Among the entries below, how many lines contain the string "NewCourse"? Only the number is wanted.

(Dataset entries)

━━━━━━━━━━

//! Grade report delivery by email

use serde::Serialize;

use super::Store;
use crate::db::roster;
use crate::error::{RubricaError, Result};
use crate::mail::{grade_report_email, Attachment};
use crate::roster::Teacher;

/// Summary of a sent report
#[derive(Debug, Clone, Serialize)]
pub struct ReportDelivery {
    pub to: String,
    pub subject: String,
    pub average: f64,
    #[serde(skip_serializing_if = "Option::is_none")]
    pub attachment: Option<String>,
}

impl Store {
    /// Mail a student their per-nota finals and average
    #[tracing::instrument(skip(self, actor, attachment), fields(actor = %actor.id))]
    pub fn send_grade_report(
        &self,
        actor: &Teacher,
        group_id: &str,
        email: &str,
        attachment: Option<Attachment>,
    ) -> Result<ReportDelivery> {
        let (_, group) = self.load_group_for_grading(actor, group_id)?;
        let email = email.trim().to_lowercase();

        let student = roster::get_student(self.db.conn(), group_id, &email)?
            .ok_or_else(|| RubricaError::not_found("student", &email))?;

        let message = grade_report_email(&self.config.mail.from, &group, &student, attachment);
        self.mailer().send(&message)?;

        tracing::info!(group_id, has_attachment = message.attachment.is_some(), "grade_report_sent");
        Ok(ReportDelivery {
            to: message.to,
            subject: message.subject,
            average: student.average,
            attachment: message.attachment.map(|a| a.filename),
        })
    }
}
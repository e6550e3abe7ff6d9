//! Routing of parsed subcommands to their implementations

use crate::cli::Commands;
use crate::commands::dispatch::command::{Command, CommandContext};
use crate::commands::{course, group, init, nota, report, rubric, status, teacher};
use rubrica_core::error::Result;

impl Command for Commands {
    fn execute(&self, ctx: &CommandContext) -> Result<()> {
        match self {
            Commands::Init => init::execute(ctx),
            Commands::Status => status::execute(ctx),
            Commands::Teacher { command } => teacher::execute(ctx, command),
            Commands::Course { command } => course::execute(ctx, command),
            Commands::Group { command } => group::execute(ctx, command),
            Commands::Rubric { command } => rubric::execute(ctx, command),
            Commands::Nota { command } => nota::execute(ctx, command),
            Commands::Report { command } => report::execute(ctx, command),
        }
    }
}
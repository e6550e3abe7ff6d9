//! Store configuration for rubrica
//!
//! Configuration is stored in `.rubrica/config.toml`. A missing file means
//! defaults; a few settings can be overridden from the environment.

pub mod types;

use std::fs;
use std::path::Path;

use crate::error::{RubricaError, Result};

pub use types::{
    AccountsConfig, GradingConfig, MailConfig, RecoveryConfig, StoreConfig, MAX_PERCENTAGE,
    STORE_FORMAT_VERSION,
};

/// Environment variable overriding the mail relay endpoint
pub const MAIL_ENDPOINT_ENV: &str = "RUBRICA_MAIL_ENDPOINT";

impl StoreConfig {
    /// Load configuration from a file
    pub fn load(path: &Path) -> Result<Self> {
        let content = fs::read_to_string(path)?;
        let config: StoreConfig = toml::from_str(&content)?;

        if config.recovery.code_length == 0 || config.recovery.code_length > 12 {
            return Err(RubricaError::invalid_value(
                "recovery.code_length",
                config.recovery.code_length,
            ));
        }

        Ok(config)
    }

    /// Save configuration to a file
    pub fn save(&self, path: &Path) -> Result<()> {
        let content = toml::to_string_pretty(self)
            .map_err(|e| RubricaError::Other(format!("failed to serialize config: {}", e)))?;
        fs::write(path, content)?;
        Ok(())
    }

    /// Apply environment overrides on top of the file values
    pub fn with_env_overrides(mut self) -> Self {
        if let Ok(endpoint) = std::env::var(MAIL_ENDPOINT_ENV) {
            if !endpoint.is_empty() {
                self.mail.endpoint = endpoint;
            }
        }
        self
    }
}
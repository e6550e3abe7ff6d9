//! Teacher accounts, recovery codes and course membership through the CLI

mod support;

use predicates::prelude::*;
use support::{outbox, register, rubrica, run_json, setup_store, OWNER, PASSWORD};

fn latest_code(dir: &tempfile::TempDir) -> String {
    let messages = outbox(dir);
    let text = messages.last().unwrap()["text"].as_str().unwrap().to_string();
    text.rsplit(": ").next().unwrap().trim().to_string()
}

#[test]
fn test_register_and_login() {
    let dir = setup_store();

    rubrica()
        .current_dir(dir.path())
        .args(["teacher", "login", OWNER, "--password", PASSWORD])
        .assert()
        .success()
        .stdout(predicate::str::contains("Logged in as owner@x.edu"));

    rubrica()
        .current_dir(dir.path())
        .args(["teacher", "login", OWNER, "--password", "nope"])
        .assert()
        .code(4);

    rubrica()
        .current_dir(dir.path())
        .args(["teacher", "register", "OWNER@x.edu", "--password", PASSWORD])
        .assert()
        .code(3);

    rubrica()
        .current_dir(dir.path())
        .args(["teacher", "register", "weak@x.edu", "--password", "short"])
        .assert()
        .code(2);
}

#[test]
fn test_password_from_environment() {
    let dir = setup_store();
    rubrica()
        .current_dir(dir.path())
        .env("RUBRICA_PASSWORD", PASSWORD)
        .args(["teacher", "login", OWNER])
        .assert()
        .success();
}

#[test]
fn test_recovery_code_resets_password() {
    let dir = setup_store();

    rubrica()
        .current_dir(dir.path())
        .args(["teacher", "recover", OWNER])
        .assert()
        .success()
        .stdout(predicate::str::contains("Recovery code sent"));

    let code = latest_code(&dir);
    rubrica()
        .current_dir(dir.path())
        .args(["teacher", "reset-password", OWNER, "--code", &code])
        .args(["--password", "Nueva#Clave9"])
        .assert()
        .success();

    rubrica()
        .current_dir(dir.path())
        .args(["teacher", "login", OWNER, "--password", "Nueva#Clave9"])
        .assert()
        .success();

    // the code was consumed
    rubrica()
        .current_dir(dir.path())
        .args(["teacher", "reset-password", OWNER, "--code", &code])
        .args(["--password", "Otra#Clave10"])
        .assert()
        .code(4);
}

#[test]
fn test_change_email_with_code() {
    let dir = setup_store();
    rubrica()
        .current_dir(dir.path())
        .args(["teacher", "recover", OWNER])
        .assert()
        .success();
    let code = latest_code(&dir);

    rubrica()
        .current_dir(dir.path())
        .args(["teacher", "change-email", OWNER, "--code", &code])
        .args(["--new-email", "nuevo@x.edu"])
        .assert()
        .success()
        .stdout(predicate::str::contains("nuevo@x.edu"));

    rubrica()
        .current_dir(dir.path())
        .args(["--as", "nuevo@x.edu", "course", "list"])
        .assert()
        .success();
}

#[test]
fn test_course_membership_flow() {
    let dir = setup_store();
    register(&dir, "other@x.edu");

    let course = run_json(
        &dir,
        &[
            "course",
            "create",
            "Bases de datos",
            "--teacher",
            "other@x.edu",
            "--teacher",
            "ghost@x.edu:moderator",
        ],
    );
    let id = course["id"].as_str().unwrap().to_string();
    assert_eq!(course["teachers"].as_array().unwrap().len(), 2);

    rubrica()
        .current_dir(dir.path())
        .args(["--as", OWNER, "course", "add-teacher", &id, "other@x.edu"])
        .assert()
        .code(3);

    let course = run_json(&dir, &["course", "set-moderator", &id, "other@x.edu"]);
    let other = course["teachers"]
        .as_array()
        .unwrap()
        .iter()
        .find(|t| t["email"] == "other@x.edu")
        .unwrap()
        .clone();
    assert_eq!(other["moderator"], true);

    let course = run_json(&dir, &["course", "update", &id, "--name", "BD"]);
    assert_eq!(course["name"], "BD");

    run_json(&dir, &["course", "delete", &id]);
    let courses = run_json(&dir, &["course", "list"]);
    assert!(courses.as_array().unwrap().is_empty());
}

#[test]
fn test_group_roster_flow() {
    let dir = setup_store();
    let (_, group) = support::create_course_and_group(&dir, &["Ana <ana@x.edu>"]);

    let change = run_json(
        &dir,
        &["group", "add-student", &group, "Ana <ana@x.edu>", "Eva <eva@x.edu>"],
    );
    assert_eq!(change["added"], serde_json::json!(["eva@x.edu"]));
    assert_eq!(change["already_present"], serde_json::json!(["ana@x.edu"]));

    let student = run_json(
        &dir,
        &["group", "update-student", &group, "eva@x.edu", "--new-email", "eva.m@x.edu"],
    );
    assert_eq!(student["email"], "eva.m@x.edu");

    let renamed = run_json(&dir, &["group", "rename", &group, "G2"]);
    assert_eq!(renamed["name"], "G2");

    let after = run_json(&dir, &["group", "remove-student", &group, "ana@x.edu"]);
    assert_eq!(after["students"].as_array().unwrap().len(), 1);
}
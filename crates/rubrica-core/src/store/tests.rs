use std::sync::Barrier;

use tempfile::{tempdir, TempDir};

use crate::config::StoreConfig;
use crate::error::RubricaError;
use crate::mail::{Attachment, OutboxMailer};
use crate::roster::{Course, Group, MemberRequest, NewNota, NewStudent, Teacher};
use crate::rubric::{Criterion, NewRubric, Rubric, RubricState, Scope, Topic};
use crate::store::{
    paths, GradeSubmission, NewCourse, NewGroup, StudentGrade, Store, StudentUpdate, CONFIG_FILE,
    DEFAULT_STORE_DIR,
};

const PASSWORD: &str = "Secreto#2024";

struct Fixture {
    _dir: TempDir,
    store: Store,
    owner: Teacher,
    course: Course,
    group: Group,
}

fn student(name: &str, email: &str) -> NewStudent {
    NewStudent {
        name: name.to_string(),
        email: email.to_string(),
    }
}

/// Store with one course, one group owned by `owner` and two students
fn fixture() -> Fixture {
    let dir = tempdir().unwrap();
    let store = Store::init(dir.path()).unwrap();
    let owner = store.register_teacher("owner@x.edu", PASSWORD).unwrap();

    let course = store
        .create_course(
            &owner,
            NewCourse {
                name: "Redes".into(),
                icon: "i-net".into(),
                teachers: vec![],
            },
        )
        .unwrap();

    let group = store
        .create_group(
            &owner,
            NewGroup {
                course_id: course.id.clone(),
                name: "G1".into(),
                students: vec![student("Ana", "ana@x.edu"), student("Leo", "leo@x.edu")],
            },
        )
        .unwrap();

    Fixture {
        _dir: dir,
        store,
        owner,
        course,
        group,
    }
}

/// Template whose raw score is `weight * score` once filled
fn rubric_input(name: &str) -> NewRubric {
    NewRubric {
        name: name.to_string(),
        topics: vec![Topic::new("T1", vec![Criterion::new("C1", 0.0)])],
    }
}

fn filled(weight: f64, score: f64) -> Vec<Topic> {
    vec![Topic::new("T1", vec![Criterion::new("C1", weight).scored(score)])]
}

fn nota(number: u32, rubric: &Rubric, percentage: f64) -> NewNota {
    NewNota {
        number: Some(number),
        rubric_id: Some(rubric.id.clone()),
        date: Some("2024-03-01".into()),
        percentage: Some(percentage),
    }
}

fn submission(email: &str, topics: Vec<Topic>) -> GradeSubmission {
    GradeSubmission {
        student_email: email.to_string(),
        topics,
        remarks: String::new(),
    }
}

fn average_of(store: &Store, group_id: &str, email: &str) -> f64 {
    store
        .load_group(group_id)
        .unwrap()
        .student(email)
        .unwrap()
        .average
}

#[test]
fn test_init_and_discover() {
    let dir = tempdir().unwrap();
    let store = Store::init(dir.path()).unwrap();
    assert!(store.root().join(CONFIG_FILE).exists());
    assert!(store.root().join(crate::db::DB_FILE).exists());

    let nested = dir.path().join("a").join("b");
    std::fs::create_dir_all(&nested).unwrap();
    let discovered = Store::discover(&nested).unwrap();
    assert_eq!(discovered.root(), dir.path().join(DEFAULT_STORE_DIR));
}

#[test]
fn test_discover_without_store() {
    let dir = tempdir().unwrap();
    let err = paths::discover_store(dir.path()).unwrap_err();
    assert!(matches!(err, RubricaError::StoreNotFound { .. }));
}

#[test]
fn test_init_keeps_existing_config() {
    let dir = tempdir().unwrap();
    let store = Store::init(dir.path()).unwrap();
    let config_path = store.root().join(CONFIG_FILE);
    let config = StoreConfig {
        grading: crate::config::GradingConfig {
            strict_weights: true,
        },
        ..Default::default()
    };
    config.save(&config_path).unwrap();
    drop(store);

    let store = Store::init(dir.path()).unwrap();
    assert!(store.config().grading.strict_weights);
}

#[test]
fn test_register_and_login() {
    let f = fixture();
    let err = f.store.register_teacher("Owner@X.edu", PASSWORD).unwrap_err();
    assert_eq!(err.status(), 409);

    let weak = f.store.register_teacher("weak@x.edu", "abc").unwrap_err();
    assert_eq!(weak.status(), 400);

    let teacher = f.store.login("OWNER@x.edu", PASSWORD).unwrap();
    assert_eq!(teacher.id, f.owner.id);

    let err = f.store.login("owner@x.edu", "wrong").unwrap_err();
    assert_eq!(err.status(), 403);
}

fn last_code(store: &Store) -> String {
    let messages = OutboxMailer::new(store.outbox_dir()).messages().unwrap();
    let text = messages.last().unwrap()["text"].as_str().unwrap().to_string();
    text.rsplit(": ").next().unwrap().trim().to_string()
}

#[test]
fn test_password_reset_with_code() {
    let f = fixture();
    let request = f.store.request_recovery_code("owner@x.edu").unwrap();
    assert_eq!(request.email, "owner@x.edu");

    let code = last_code(&f.store);
    assert_eq!(code.len(), 6);

    let err = f
        .store
        .reset_password("owner@x.edu", "not-it", "Nuevo#2025")
        .unwrap_err();
    assert_eq!(err.status(), 403);

    f.store
        .reset_password("owner@x.edu", &code, "Nuevo#2025")
        .unwrap();
    assert!(f.store.login("owner@x.edu", "Nuevo#2025").is_ok());
    assert!(f.store.login("owner@x.edu", PASSWORD).is_err());

    // codes are single use
    let err = f
        .store
        .reset_password("owner@x.edu", &code, "Otro#20255")
        .unwrap_err();
    assert_eq!(err.status(), 403);
}

#[test]
fn test_expired_code_is_dropped_on_use() {
    let dir = tempdir().unwrap();
    let store_root = dir.path().join(DEFAULT_STORE_DIR);
    std::fs::create_dir_all(&store_root).unwrap();
    StoreConfig {
        recovery: crate::config::RecoveryConfig {
            code_ttl_secs: 0,
            code_length: 6,
        },
        ..Default::default()
    }
    .save(&store_root.join(CONFIG_FILE))
    .unwrap();

    let store = Store::open(&store_root).unwrap();
    store.register_teacher("owner@x.edu", PASSWORD).unwrap();
    store.request_recovery_code("owner@x.edu").unwrap();
    let code = last_code(&store);

    let err = store
        .reset_password("owner@x.edu", &code, "Nuevo#2025")
        .unwrap_err();
    assert_eq!(err.status(), 403);

    let remaining: i64 = store
        .db()
        .conn()
        .query_row("SELECT COUNT(*) FROM recovery_codes", [], |r| r.get(0))
        .unwrap();
    assert_eq!(remaining, 0);
    assert!(store.login("owner@x.edu", PASSWORD).is_ok());
}

#[test]
fn test_recovery_for_unknown_email() {
    let f = fixture();
    let err = f.store.request_recovery_code("nobody@x.edu").unwrap_err();
    assert_eq!(err.status(), 404);
}

#[test]
fn test_change_email_with_code() {
    let f = fixture();
    f.store.register_teacher("taken@x.edu", PASSWORD).unwrap();
    f.store.request_recovery_code("owner@x.edu").unwrap();
    let code = last_code(&f.store);

    let err = f
        .store
        .change_email("owner@x.edu", &code, "taken@x.edu")
        .unwrap_err();
    assert_eq!(err.status(), 409);

    let teacher = f
        .store
        .change_email("owner@x.edu", &code, "new@x.edu")
        .unwrap();
    assert_eq!(teacher.email, "new@x.edu");
    assert!(f.store.login("new@x.edu", PASSWORD).is_ok());
}
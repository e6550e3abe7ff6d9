//! `rubrica nota` commands - notas, grades and summaries

use crate::cli::args::NotaCreateArgs;
use crate::cli::output::{print_json, score};
use crate::cli::NotaCommands;
use crate::commands::dispatch::CommandContext;
use crate::commands::input::read_json;
use crate::output_by_format;
use rubrica_core::error::Result;
use rubrica_core::roster::{NewNota, Nota};
use rubrica_core::store::{GradeSubmission, NotaChange, StudentGrade};

pub fn execute(ctx: &CommandContext, command: &NotaCommands) -> Result<()> {
    let (store, actor) = ctx.store_and_actor()?;

    match command {
        NotaCommands::Create(args) => {
            let nota = store.create_nota(&actor, &args.group_id, &new_nota(args))?;
            print_nota(ctx, &nota)
        }
        NotaCommands::List { group_id } => {
            let notas = store.list_notas(&actor, group_id)?;
            output_by_format!(ctx.cli.format,
                json => print_json(&notas),
                human => {
                    for nota in &notas {
                        println!("{:>2}. {} {}% rubric {}", nota.number, nota.date, nota.percentage, nota.rubric_id);
                    }
                }
            )
        }
        NotaCommands::Show { group_id, number } => {
            print_nota(ctx, &store.get_nota(&actor, group_id, *number)?)
        }
        NotaCommands::Grade {
            group_id,
            number,
            input,
            student,
        } => {
            let mut submission: GradeSubmission = read_json(input)?;
            if let Some(email) = student {
                submission.student_email = email.clone();
            }
            let grade = store.submit_grade(&actor, group_id, *number, submission)?;
            output_by_format!(ctx.cli.format,
                json => print_json(&grade),
                human => {
                    println!(
                        "{}: raw {} final {} average {}",
                        grade.student_email,
                        score(grade.calificacion.raw_score),
                        score(grade.calificacion.final_score),
                        score(grade.average)
                    );
                }
            )
        }
        NotaCommands::Reweight {
            group_id,
            number,
            percentage,
        } => {
            let change = store.update_nota_percentage(&actor, group_id, *number, *percentage)?;
            print_change(ctx, &change, "Reweighted")
        }
        NotaCommands::Delete { group_id, number } => {
            let change = store.delete_nota(&actor, group_id, *number)?;
            print_change(ctx, &change, "Deleted")
        }
        NotaCommands::Revert {
            group_id,
            number,
            email,
        } => {
            let average = store.revert_grade(&actor, group_id, *number, email)?;
            output_by_format!(ctx.cli.format,
                json => print_json(&serde_json::json!({ "student_email": email, "average": average })),
                human => {
                    println!("{}: average {}", email, score(average));
                }
            )
        }
        NotaCommands::StudentGrade {
            group_id,
            number,
            email,
        } => {
            let grade = store.get_student_grade(&actor, group_id, *number, email)?;
            output_by_format!(ctx.cli.format,
                json => print_json(&grade),
                human => {
                    match &grade {
                        StudentGrade::Recorded(c) => {
                            println!("raw {} final {}", score(c.raw_score), score(c.final_score));
                            for topic in &c.topics {
                                println!("  {}", topic.name);
                                for criterion in &topic.criteria {
                                    println!(
                                        "    {:<40} {} x {}",
                                        criterion.label,
                                        criterion.weight.unwrap_or(0.0),
                                        criterion.score.unwrap_or(0.0)
                                    );
                                }
                            }
                        }
                        StudentGrade::Empty { .. } => println!("No grade recorded"),
                    }
                }
            )
        }
        NotaCommands::Summary { group_id } => {
            let summary = store.grade_summary(&actor, group_id)?;
            output_by_format!(ctx.cli.format,
                json => print_json(&summary),
                human => {
                    println!("Total percentage: {}%", summary.total_percentage);
                    for student in &summary.students {
                        let finals: Vec<String> = student
                            .finals
                            .iter()
                            .map(|(number, value)| format!("{}={}", number, score(*value)))
                            .collect();
                        println!("{:<32} {:>8}  {}", student.email, score(student.average), finals.join(" "));
                    }
                }
            )
        }
    }
}

fn new_nota(args: &NotaCreateArgs) -> NewNota {
    NewNota {
        number: args.number,
        rubric_id: args.rubric.clone(),
        date: args.date.clone(),
        percentage: args.percentage,
    }
}

fn print_nota(ctx: &CommandContext, nota: &Nota) -> Result<()> {
    output_by_format!(ctx.cli.format,
        json => print_json(nota),
        human => {
            println!("Nota {} on {}: {}% with rubric {}", nota.number, nota.date, nota.percentage, nota.rubric_id);
        }
    )
}

fn print_change(ctx: &CommandContext, change: &NotaChange, verb: &str) -> Result<()> {
    output_by_format!(ctx.cli.format,
        json => print_json(change),
        human => {
            println!(
                "{} nota {} ({} grades affected)",
                verb,
                change.nota.number,
                change.affected_students.len()
            );
        }
    )
}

━━━━━━━━━━

• Output below: 2